[Saved data entries]
□ □ □ □ □ □ □

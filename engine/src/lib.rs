//! Core engine for Almacen - sign-in state machine and orchestration.
//!
//! This crate contains the App state machine without TUI dependencies.
//!
//! # Sign-in flow
//!
//! ```text
//! submit() --invalid--> Blocked (fields touched, no request)
//!    |
//!    valid
//!    v
//! InFlight(task) --tick()/poll_submission()--> Idle
//!                       |
//!                       +-- first role known   -> dispatch SIGNIN, navigate(replace)
//!                       +-- first role unknown -> nothing
//!                       +-- anything else      -> one "Iniciar sesión" alert
//! ```

use std::collections::VecDeque;
use std::time::{Duration, Instant};

use anyhow::Context;
use tokio::task::{JoinError, JoinHandle};

pub use almacen_client::{AuthClient, ClientConfig, SignInError};
pub use almacen_types::{
    Alert, AlertKind, AuthAction, AuthState, AuthStore, Credentials, Field, FieldError, Focus,
    History, NavigateOptions, Role, RoleRecord, Route, SignInForm, SignInPayload, TextField,
    UiOptions, ValidationErrors,
    ui::{PanelEffect, PanelEffectKind},
};

mod config;
pub use config::{
    AlmacenConfig, ApiConfig, AppConfig, BASE_URL_ENV, ConfigError, DEFAULT_BASE_URL,
    config_path, expand_env_vars, resolve_base_url,
};

type SignInResult = Result<SignInPayload, SignInError>;

/// Result of asking the form to submit.
#[derive(Debug, Clone, PartialEq, Eq)]
pub enum SubmitOutcome {
    /// The request was spawned.
    Started,
    /// Validation failed; nothing was sent.
    Blocked(ValidationErrors),
    /// A request is already in flight; nothing was sent.
    AlreadySubmitting,
}

/// How a finished sign-in request was applied.
#[derive(Debug, Clone, PartialEq, Eq)]
pub enum SignInResolution {
    /// `SIGNIN` was dispatched and history now ends at the role's landing route.
    SignedIn { role: Role, route: Route },
    /// The first role is not one we route; nothing happened.
    UnrecognizedRole(String),
    /// The failure alert was queued.
    Failed,
}

#[derive(Debug)]
struct SubmissionTask {
    username: String,
    started: Instant,
    handle: JoinHandle<SignInResult>,
}

#[derive(Debug)]
struct CompletedSubmission {
    username: String,
    started: Instant,
    result: Result<SignInResult, JoinError>,
}

impl SubmissionTask {
    /// Join without waiting. Hands the task back when it is not ready.
    fn try_complete_now(mut self) -> Result<CompletedSubmission, Self> {
        use futures_util::future::FutureExt;

        let Some(result) = (&mut self.handle).now_or_never() else {
            return Err(self);
        };
        Ok(CompletedSubmission {
            username: self.username,
            started: self.started,
            result,
        })
    }
}

/// The submitting flag. Existence of the task proves a request is in flight.
#[derive(Debug, Default)]
enum Submission {
    #[default]
    Idle,
    InFlight(SubmissionTask),
}

/// Application state
pub struct App {
    form: SignInForm,
    focus: Focus,
    submission: Submission,
    client: AuthClient,
    store: AuthStore,
    history: History,
    alerts: VecDeque<Alert>,
    options: UiOptions,
    should_quit: bool,
    tick: usize,
    /// Frame timing for animations.
    last_frame: Instant,
    /// Active panel animation.
    panel_effect: Option<PanelEffect>,
}

impl App {
    pub fn new(config: &AlmacenConfig) -> anyhow::Result<Self> {
        let client_config = config.client_config();
        let client = AuthClient::new(&client_config)
            .with_context(|| format!("cannot create client for {}", client_config.base_url()))?;
        tracing::info!(url = %client.signin_url(), "Sign-in endpoint configured");
        Ok(Self::with_client(client, config.ui_options()))
    }

    #[must_use]
    pub fn with_client(client: AuthClient, options: UiOptions) -> Self {
        Self {
            form: SignInForm::new(),
            focus: Focus::default(),
            submission: Submission::Idle,
            client,
            store: AuthStore::new(),
            history: History::new(),
            alerts: VecDeque::new(),
            options,
            should_quit: false,
            tick: 0,
            last_frame: Instant::now(),
            panel_effect: None,
        }
    }

    // ------------------------------------------------------------------
    // Form binding
    // ------------------------------------------------------------------

    pub fn form(&self) -> &SignInForm {
        &self.form
    }

    pub fn focus(&self) -> Focus {
        self.focus
    }

    /// Move focus, blurring the field being left.
    pub fn set_focus(&mut self, focus: Focus) {
        if focus == self.focus {
            return;
        }
        if let Some(field) = self.focus.field() {
            self.form.blur(field);
        }
        self.focus = focus;
    }

    pub fn focus_next(&mut self) {
        self.set_focus(self.focus.next());
    }

    pub fn focus_prev(&mut self) {
        self.set_focus(self.focus.prev());
    }

    fn edit_focused(&mut self, f: impl FnOnce(&mut TextField)) {
        if let Some(field) = self.focus.field() {
            self.form.edit(field, f);
        }
    }

    pub fn enter_char(&mut self, c: char) {
        self.edit_focused(|input| input.enter_char(c));
    }

    pub fn enter_text(&mut self, text: &str) {
        self.edit_focused(|input| input.enter_text(text));
    }

    pub fn backspace(&mut self) {
        self.edit_focused(TextField::delete_char);
    }

    pub fn delete_forward(&mut self) {
        self.edit_focused(TextField::delete_char_forward);
    }

    pub fn move_cursor_left(&mut self) {
        self.edit_focused(TextField::move_cursor_left);
    }

    pub fn move_cursor_right(&mut self) {
        self.edit_focused(TextField::move_cursor_right);
    }

    pub fn move_cursor_home(&mut self) {
        self.edit_focused(TextField::move_cursor_home);
    }

    pub fn move_cursor_end(&mut self) {
        self.edit_focused(TextField::move_cursor_end);
    }

    pub fn set_field(&mut self, field: Field, value: impl Into<String>) {
        self.form.set_value(field, value);
    }

    // ------------------------------------------------------------------
    // Submission
    // ------------------------------------------------------------------

    pub fn is_submitting(&self) -> bool {
        matches!(self.submission, Submission::InFlight(_))
    }

    /// The submit control is usable: nothing in flight and no recorded errors.
    pub fn submit_enabled(&self) -> bool {
        !self.is_submitting() && self.form.is_valid()
    }

    /// Validate and, when valid, send the credentials. Must run inside a tokio runtime.
    pub fn submit(&mut self) -> SubmitOutcome {
        if self.is_submitting() {
            return SubmitOutcome::AlreadySubmitting;
        }

        let credentials = match self.form.begin_submit() {
            Ok(credentials) => credentials,
            Err(errors) => {
                let fields: Vec<&str> = errors.fields().map(Field::name).collect();
                tracing::info!(?fields, "Sign-in blocked by validation");
                if !self.options.reduced_motion {
                    self.panel_effect = Some(PanelEffect::submit_blocked());
                }
                return SubmitOutcome::Blocked(errors);
            }
        };

        let username = credentials.username().to_string();
        tracing::info!(username = %username, "Submitting sign-in");

        let client = self.client.clone();
        let handle = tokio::spawn(async move { client.sign_in(&credentials).await });

        self.submission = Submission::InFlight(SubmissionTask {
            username,
            started: Instant::now(),
            handle,
        });
        SubmitOutcome::Started
    }

    /// Apply a finished sign-in request, if any.
    ///
    /// Called from [`App::tick`]. The submitting flag is cleared before the
    /// result is looked at, so every outcome (including a panicked task) ends idle.
    /// A task that reports finished but cannot be joined yet stays in flight
    /// until the next poll.
    pub fn poll_submission(&mut self) -> Option<SignInResolution> {
        let finished = match &self.submission {
            Submission::InFlight(task) => task.handle.is_finished(),
            Submission::Idle => return None,
        };
        if !finished {
            return None;
        }

        let Submission::InFlight(task) = std::mem::take(&mut self.submission) else {
            return None;
        };
        let completed = match task.try_complete_now() {
            Ok(completed) => completed,
            Err(task) => {
                tracing::debug!("Sign-in task finished but not yet joinable");
                self.submission = Submission::InFlight(task);
                return None;
            }
        };

        let elapsed_ms = completed.started.elapsed().as_millis() as u64;
        tracing::debug!(username = %completed.username, elapsed_ms, "Sign-in request finished");
        Some(self.apply_sign_in_result(flatten_join(completed.result)))
    }

    fn apply_sign_in_result(&mut self, result: Result<SignInPayload, TaskError>) -> SignInResolution {
        let payload = match result {
            Ok(payload) => payload,
            Err(err) => {
                tracing::warn!(kind = err.kind(), error = %err, "Sign-in failed");
                return self.fail_sign_in();
            }
        };

        match payload.primary_role() {
            None => {
                tracing::warn!("Sign-in response carried no roles");
                self.fail_sign_in()
            }
            Some(Err(unknown)) => {
                tracing::warn!(role = %unknown.0, "Signed in with a role that has no landing route");
                SignInResolution::UnrecognizedRole(unknown.0)
            }
            Some(Ok(role)) => {
                let route = role.landing_route();
                tracing::info!(%role, "Signed in");
                self.store.dispatch(AuthAction::SignIn(payload));
                self.navigate(route, NavigateOptions::replace());
                SignInResolution::SignedIn { role, route }
            }
        }
    }

    fn fail_sign_in(&mut self) -> SignInResolution {
        self.show_alert(Alert::sign_in_failed());
        SignInResolution::Failed
    }

    /// Leave the landing area and return to an empty sign-in form.
    pub fn sign_out(&mut self) {
        if !self.store.state().is_signed_in() {
            return;
        }
        self.store.dispatch(AuthAction::SignOut);
        self.form.reset();
        self.focus = Focus::default();
        self.navigate(Route::SignIn, NavigateOptions::replace());
        tracing::info!("Signed out");
    }

    // ------------------------------------------------------------------
    // Navigation and store
    // ------------------------------------------------------------------

    pub fn navigate(&mut self, route: Route, options: NavigateOptions) {
        let from = self.history.current();
        self.history.navigate(route, options);
        tracing::info!(%from, to = %route, replace = options.replace, "Navigated");
    }

    pub fn route(&self) -> Route {
        self.history.current()
    }

    pub fn history(&self) -> &History {
        &self.history
    }

    pub fn store(&self) -> &AuthStore {
        &self.store
    }

    // ------------------------------------------------------------------
    // Alerts
    // ------------------------------------------------------------------

    pub fn show_alert(&mut self, alert: Alert) {
        tracing::info!(title = alert.title(), kind = alert.kind().as_str(), "Alert shown");
        self.alerts.push_back(alert);
        if !self.options.reduced_motion {
            self.panel_effect = Some(PanelEffect::alert_opening());
        }
    }

    /// The alert currently on screen.
    pub fn alert(&self) -> Option<&Alert> {
        self.alerts.front()
    }

    pub fn dismiss_alert(&mut self) -> Option<Alert> {
        let dismissed = self.alerts.pop_front();
        if dismissed.is_some() {
            self.panel_effect = None;
        }
        dismissed
    }

    // ------------------------------------------------------------------
    // Lifecycle and frame state
    // ------------------------------------------------------------------

    pub fn ui_options(&self) -> UiOptions {
        self.options
    }

    pub fn request_quit(&mut self) {
        self.should_quit = true;
        if let Submission::InFlight(task) = std::mem::take(&mut self.submission) {
            task.handle.abort();
        }
    }

    pub fn should_quit(&self) -> bool {
        self.should_quit
    }

    /// Increment animation tick and poll the in-flight request.
    pub fn tick(&mut self) {
        self.tick = self.tick.wrapping_add(1);
        self.poll_submission();
    }

    pub fn tick_count(&self) -> usize {
        self.tick
    }

    /// Get elapsed time since last frame and update timing.
    pub fn frame_elapsed(&mut self) -> Duration {
        let now = Instant::now();
        let elapsed = now.duration_since(self.last_frame);
        self.last_frame = now;
        elapsed
    }

    /// Get mutable reference to the panel effect for UI processing.
    pub fn panel_effect_mut(&mut self) -> Option<&mut PanelEffect> {
        self.panel_effect.as_mut()
    }

    pub fn clear_panel_effect(&mut self) {
        self.panel_effect = None;
    }
}

/// Failure of the background request: either the request itself or the task running it.
#[derive(Debug, thiserror::Error)]
enum TaskError {
    #[error(transparent)]
    SignIn(#[from] SignInError),
    #[error("sign-in task did not complete: {0}")]
    Join(#[from] JoinError),
}

impl TaskError {
    fn kind(&self) -> &'static str {
        match self {
            Self::SignIn(err) => err.kind(),
            Self::Join(err) if err.is_cancelled() => "cancelled",
            Self::Join(_) => "panicked",
        }
    }
}

fn flatten_join(joined: Result<SignInResult, JoinError>) -> Result<SignInPayload, TaskError> {
    Ok(joined??)
}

□ □ □ □ □ □ □

Beginning at the line above that contains "pub fn request_quit(&mut", return each line exactly through the line that contains "the in-flight request.", and no others.

**ANSWER BELOW**
    pub fn request_quit(&mut self) {
        self.should_quit = true;
        if let Submission::InFlight(task) = std::mem::take(&mut self.submission) {
            task.handle.abort();
        }
    }

    pub fn should_quit(&self) -> bool {
        self.should_quit
    }

    /// Increment animation tick and poll the in-flight request.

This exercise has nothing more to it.